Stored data
○ ○ ○ ○
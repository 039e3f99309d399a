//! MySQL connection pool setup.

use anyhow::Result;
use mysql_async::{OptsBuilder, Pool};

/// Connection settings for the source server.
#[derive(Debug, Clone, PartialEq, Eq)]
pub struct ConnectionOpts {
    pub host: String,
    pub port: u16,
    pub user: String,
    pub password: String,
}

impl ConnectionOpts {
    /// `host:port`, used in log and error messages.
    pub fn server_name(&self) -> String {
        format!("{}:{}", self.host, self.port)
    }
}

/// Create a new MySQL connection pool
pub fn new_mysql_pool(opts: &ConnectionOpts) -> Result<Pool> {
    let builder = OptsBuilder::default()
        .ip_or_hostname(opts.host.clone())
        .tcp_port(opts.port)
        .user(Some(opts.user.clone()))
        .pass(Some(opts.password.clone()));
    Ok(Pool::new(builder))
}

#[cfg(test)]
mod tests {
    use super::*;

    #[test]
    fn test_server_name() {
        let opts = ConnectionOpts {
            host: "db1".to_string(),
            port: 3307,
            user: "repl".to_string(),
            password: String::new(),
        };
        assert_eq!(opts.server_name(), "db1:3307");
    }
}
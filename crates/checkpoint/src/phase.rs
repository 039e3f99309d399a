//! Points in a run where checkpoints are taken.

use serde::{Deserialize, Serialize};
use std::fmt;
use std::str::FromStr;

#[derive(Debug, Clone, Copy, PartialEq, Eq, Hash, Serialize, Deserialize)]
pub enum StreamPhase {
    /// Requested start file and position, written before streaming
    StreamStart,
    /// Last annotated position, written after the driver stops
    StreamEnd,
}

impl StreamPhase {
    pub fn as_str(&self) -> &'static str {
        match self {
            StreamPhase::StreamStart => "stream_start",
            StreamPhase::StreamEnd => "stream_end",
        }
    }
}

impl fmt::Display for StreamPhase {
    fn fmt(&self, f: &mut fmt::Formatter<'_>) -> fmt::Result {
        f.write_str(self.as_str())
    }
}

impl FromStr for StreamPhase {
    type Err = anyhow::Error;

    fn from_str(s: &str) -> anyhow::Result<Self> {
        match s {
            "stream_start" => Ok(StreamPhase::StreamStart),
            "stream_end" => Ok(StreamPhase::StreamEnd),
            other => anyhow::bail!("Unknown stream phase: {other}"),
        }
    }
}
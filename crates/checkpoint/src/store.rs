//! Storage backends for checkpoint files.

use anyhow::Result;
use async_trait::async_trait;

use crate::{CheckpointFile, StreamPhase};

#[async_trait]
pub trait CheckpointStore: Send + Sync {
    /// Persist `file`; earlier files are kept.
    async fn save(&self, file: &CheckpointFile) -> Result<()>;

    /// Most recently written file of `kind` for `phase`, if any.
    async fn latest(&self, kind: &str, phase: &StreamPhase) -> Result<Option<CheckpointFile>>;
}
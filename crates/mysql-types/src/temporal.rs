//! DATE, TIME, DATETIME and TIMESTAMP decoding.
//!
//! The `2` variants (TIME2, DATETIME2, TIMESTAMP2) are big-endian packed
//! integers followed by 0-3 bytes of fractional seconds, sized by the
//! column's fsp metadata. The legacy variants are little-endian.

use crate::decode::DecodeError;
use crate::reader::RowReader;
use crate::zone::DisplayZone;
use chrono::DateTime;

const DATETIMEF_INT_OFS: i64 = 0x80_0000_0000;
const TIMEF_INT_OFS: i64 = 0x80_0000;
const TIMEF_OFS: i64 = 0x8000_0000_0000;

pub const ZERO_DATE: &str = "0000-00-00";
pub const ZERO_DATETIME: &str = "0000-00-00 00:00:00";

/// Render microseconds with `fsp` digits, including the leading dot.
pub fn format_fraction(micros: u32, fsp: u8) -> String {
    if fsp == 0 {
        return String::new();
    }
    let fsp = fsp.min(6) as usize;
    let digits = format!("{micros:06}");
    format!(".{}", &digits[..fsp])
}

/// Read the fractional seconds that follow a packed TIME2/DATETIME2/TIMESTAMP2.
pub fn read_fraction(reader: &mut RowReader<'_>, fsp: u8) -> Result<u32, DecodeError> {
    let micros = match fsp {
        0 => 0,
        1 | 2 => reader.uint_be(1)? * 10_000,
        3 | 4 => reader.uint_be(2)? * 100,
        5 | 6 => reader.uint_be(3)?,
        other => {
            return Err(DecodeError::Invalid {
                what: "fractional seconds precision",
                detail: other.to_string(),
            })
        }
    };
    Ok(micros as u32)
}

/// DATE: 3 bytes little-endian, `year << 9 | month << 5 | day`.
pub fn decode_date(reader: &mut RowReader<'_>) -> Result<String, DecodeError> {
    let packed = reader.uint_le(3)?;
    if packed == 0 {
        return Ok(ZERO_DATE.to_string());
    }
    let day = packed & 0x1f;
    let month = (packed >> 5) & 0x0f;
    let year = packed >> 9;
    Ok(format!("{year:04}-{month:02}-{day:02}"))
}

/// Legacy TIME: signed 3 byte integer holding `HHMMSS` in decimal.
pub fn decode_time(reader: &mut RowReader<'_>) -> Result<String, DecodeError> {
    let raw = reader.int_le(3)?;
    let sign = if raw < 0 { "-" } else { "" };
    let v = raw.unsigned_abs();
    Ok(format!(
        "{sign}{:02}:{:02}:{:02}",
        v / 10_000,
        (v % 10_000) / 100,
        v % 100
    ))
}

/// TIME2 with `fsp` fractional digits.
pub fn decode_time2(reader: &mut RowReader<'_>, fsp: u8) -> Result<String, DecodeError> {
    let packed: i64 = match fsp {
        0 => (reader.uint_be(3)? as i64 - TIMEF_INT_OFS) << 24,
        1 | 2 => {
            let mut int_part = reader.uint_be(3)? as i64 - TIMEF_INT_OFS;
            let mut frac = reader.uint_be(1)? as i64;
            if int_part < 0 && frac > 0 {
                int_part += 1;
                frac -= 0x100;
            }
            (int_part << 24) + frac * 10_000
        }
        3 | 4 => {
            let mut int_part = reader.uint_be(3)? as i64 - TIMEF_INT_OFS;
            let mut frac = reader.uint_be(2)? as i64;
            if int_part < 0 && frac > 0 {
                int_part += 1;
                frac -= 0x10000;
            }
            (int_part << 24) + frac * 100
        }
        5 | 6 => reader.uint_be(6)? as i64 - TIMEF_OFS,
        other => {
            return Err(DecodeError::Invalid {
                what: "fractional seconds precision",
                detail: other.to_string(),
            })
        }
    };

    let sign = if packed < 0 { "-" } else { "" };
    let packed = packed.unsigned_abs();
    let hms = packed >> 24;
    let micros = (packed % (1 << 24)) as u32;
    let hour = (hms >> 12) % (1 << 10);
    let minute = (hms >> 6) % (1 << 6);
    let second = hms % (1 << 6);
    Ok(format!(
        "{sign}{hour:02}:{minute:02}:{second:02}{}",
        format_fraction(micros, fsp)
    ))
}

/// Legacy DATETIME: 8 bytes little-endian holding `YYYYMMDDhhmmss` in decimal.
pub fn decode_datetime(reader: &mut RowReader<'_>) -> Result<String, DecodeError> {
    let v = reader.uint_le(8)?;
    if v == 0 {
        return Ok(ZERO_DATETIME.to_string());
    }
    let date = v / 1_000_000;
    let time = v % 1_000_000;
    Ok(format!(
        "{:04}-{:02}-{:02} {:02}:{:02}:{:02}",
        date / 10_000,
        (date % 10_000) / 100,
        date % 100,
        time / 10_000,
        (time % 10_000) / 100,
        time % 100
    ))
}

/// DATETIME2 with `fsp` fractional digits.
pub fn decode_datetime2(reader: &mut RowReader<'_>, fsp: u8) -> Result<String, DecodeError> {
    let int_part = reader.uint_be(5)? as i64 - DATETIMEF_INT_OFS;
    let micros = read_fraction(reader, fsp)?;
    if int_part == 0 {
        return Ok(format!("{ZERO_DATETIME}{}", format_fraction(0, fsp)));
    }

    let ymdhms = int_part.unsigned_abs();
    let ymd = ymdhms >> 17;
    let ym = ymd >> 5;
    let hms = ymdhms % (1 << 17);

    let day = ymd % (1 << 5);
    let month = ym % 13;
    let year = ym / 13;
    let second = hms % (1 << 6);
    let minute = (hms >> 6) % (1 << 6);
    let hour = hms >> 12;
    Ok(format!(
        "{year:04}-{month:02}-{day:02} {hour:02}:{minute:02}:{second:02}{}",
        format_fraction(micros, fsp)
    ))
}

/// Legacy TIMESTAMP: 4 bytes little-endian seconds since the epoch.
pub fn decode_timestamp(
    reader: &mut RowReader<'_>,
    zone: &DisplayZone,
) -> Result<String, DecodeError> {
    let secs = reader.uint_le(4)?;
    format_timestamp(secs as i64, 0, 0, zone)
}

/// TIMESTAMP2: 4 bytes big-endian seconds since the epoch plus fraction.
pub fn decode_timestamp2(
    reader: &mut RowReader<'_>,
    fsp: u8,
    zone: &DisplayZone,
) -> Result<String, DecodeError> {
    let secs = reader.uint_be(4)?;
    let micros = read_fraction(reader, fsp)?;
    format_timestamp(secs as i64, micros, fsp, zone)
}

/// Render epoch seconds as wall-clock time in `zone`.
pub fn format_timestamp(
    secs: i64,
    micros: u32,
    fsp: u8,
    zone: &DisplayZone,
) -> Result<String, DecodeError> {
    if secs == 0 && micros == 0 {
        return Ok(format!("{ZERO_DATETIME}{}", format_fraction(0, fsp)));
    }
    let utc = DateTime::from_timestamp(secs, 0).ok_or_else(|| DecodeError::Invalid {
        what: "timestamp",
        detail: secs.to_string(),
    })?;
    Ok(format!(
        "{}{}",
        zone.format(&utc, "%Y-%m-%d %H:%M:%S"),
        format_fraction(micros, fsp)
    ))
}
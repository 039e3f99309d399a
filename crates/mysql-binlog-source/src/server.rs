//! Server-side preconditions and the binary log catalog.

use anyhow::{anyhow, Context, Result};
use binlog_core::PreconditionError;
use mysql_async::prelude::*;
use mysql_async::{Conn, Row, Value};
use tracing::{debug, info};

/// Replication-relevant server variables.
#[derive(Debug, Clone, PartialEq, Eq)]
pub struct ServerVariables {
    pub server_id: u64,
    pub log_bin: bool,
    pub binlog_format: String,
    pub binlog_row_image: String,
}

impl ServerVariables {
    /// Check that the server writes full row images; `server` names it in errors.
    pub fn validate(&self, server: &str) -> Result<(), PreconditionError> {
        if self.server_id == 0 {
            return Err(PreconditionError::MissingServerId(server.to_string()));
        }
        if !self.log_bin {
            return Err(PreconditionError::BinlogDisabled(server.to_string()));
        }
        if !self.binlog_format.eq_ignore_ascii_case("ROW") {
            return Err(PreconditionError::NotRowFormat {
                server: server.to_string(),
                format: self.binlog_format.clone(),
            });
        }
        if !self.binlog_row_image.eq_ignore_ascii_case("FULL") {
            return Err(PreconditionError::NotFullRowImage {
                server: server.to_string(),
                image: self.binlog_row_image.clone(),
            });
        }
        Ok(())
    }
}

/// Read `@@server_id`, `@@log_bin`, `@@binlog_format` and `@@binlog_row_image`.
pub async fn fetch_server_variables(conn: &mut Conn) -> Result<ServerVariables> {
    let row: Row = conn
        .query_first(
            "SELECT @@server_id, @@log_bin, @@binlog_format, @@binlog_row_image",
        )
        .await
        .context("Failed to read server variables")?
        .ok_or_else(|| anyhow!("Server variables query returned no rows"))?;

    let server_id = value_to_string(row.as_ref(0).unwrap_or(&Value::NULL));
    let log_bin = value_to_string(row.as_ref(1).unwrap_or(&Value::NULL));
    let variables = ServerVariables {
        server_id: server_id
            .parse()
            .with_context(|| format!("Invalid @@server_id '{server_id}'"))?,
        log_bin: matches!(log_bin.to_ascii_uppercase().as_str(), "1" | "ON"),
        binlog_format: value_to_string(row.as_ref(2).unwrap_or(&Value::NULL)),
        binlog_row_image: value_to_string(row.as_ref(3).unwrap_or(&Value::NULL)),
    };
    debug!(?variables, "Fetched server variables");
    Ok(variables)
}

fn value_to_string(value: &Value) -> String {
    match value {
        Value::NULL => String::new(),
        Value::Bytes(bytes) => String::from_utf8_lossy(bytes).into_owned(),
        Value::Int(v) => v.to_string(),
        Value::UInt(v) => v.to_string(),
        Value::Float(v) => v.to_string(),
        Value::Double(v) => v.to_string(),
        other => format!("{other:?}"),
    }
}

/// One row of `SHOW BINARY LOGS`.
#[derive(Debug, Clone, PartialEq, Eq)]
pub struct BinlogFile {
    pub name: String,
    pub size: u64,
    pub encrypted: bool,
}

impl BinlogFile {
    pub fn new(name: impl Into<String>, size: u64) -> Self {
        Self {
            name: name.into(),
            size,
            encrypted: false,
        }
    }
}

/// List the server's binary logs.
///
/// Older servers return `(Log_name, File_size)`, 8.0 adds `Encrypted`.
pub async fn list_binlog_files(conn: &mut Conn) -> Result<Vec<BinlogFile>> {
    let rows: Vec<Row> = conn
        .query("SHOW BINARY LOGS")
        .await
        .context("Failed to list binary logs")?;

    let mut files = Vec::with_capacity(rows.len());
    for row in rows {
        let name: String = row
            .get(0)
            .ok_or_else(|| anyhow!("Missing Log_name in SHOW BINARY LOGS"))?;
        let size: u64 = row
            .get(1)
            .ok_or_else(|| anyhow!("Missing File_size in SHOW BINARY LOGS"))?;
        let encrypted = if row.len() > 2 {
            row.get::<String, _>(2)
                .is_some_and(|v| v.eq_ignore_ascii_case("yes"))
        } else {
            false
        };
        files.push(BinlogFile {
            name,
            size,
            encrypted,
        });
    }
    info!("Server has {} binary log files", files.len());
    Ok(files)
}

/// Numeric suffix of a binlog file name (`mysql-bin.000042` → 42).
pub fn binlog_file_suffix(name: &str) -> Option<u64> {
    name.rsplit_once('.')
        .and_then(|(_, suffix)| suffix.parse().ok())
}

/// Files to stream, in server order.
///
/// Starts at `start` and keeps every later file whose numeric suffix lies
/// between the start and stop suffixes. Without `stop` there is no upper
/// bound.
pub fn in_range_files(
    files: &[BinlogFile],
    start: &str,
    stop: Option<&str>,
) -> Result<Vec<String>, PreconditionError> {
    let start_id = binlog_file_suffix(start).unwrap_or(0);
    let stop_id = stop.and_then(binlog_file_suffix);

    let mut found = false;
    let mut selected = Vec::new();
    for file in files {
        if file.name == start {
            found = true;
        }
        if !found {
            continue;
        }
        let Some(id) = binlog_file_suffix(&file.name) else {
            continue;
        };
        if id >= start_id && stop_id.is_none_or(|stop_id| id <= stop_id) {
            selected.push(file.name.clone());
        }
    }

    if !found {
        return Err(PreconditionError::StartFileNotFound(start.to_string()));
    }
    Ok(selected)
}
○ ○ ○ ○
What lines of the data contain the string "digits"? List them.

/// Render microseconds with `fsp` digits, including the leading dot.
    let digits = format!("{micros:06}");
    format!(".{}", &digits[..fsp])
/// TIME2 with `fsp` fractional digits.
/// DATETIME2 with `fsp` fractional digits.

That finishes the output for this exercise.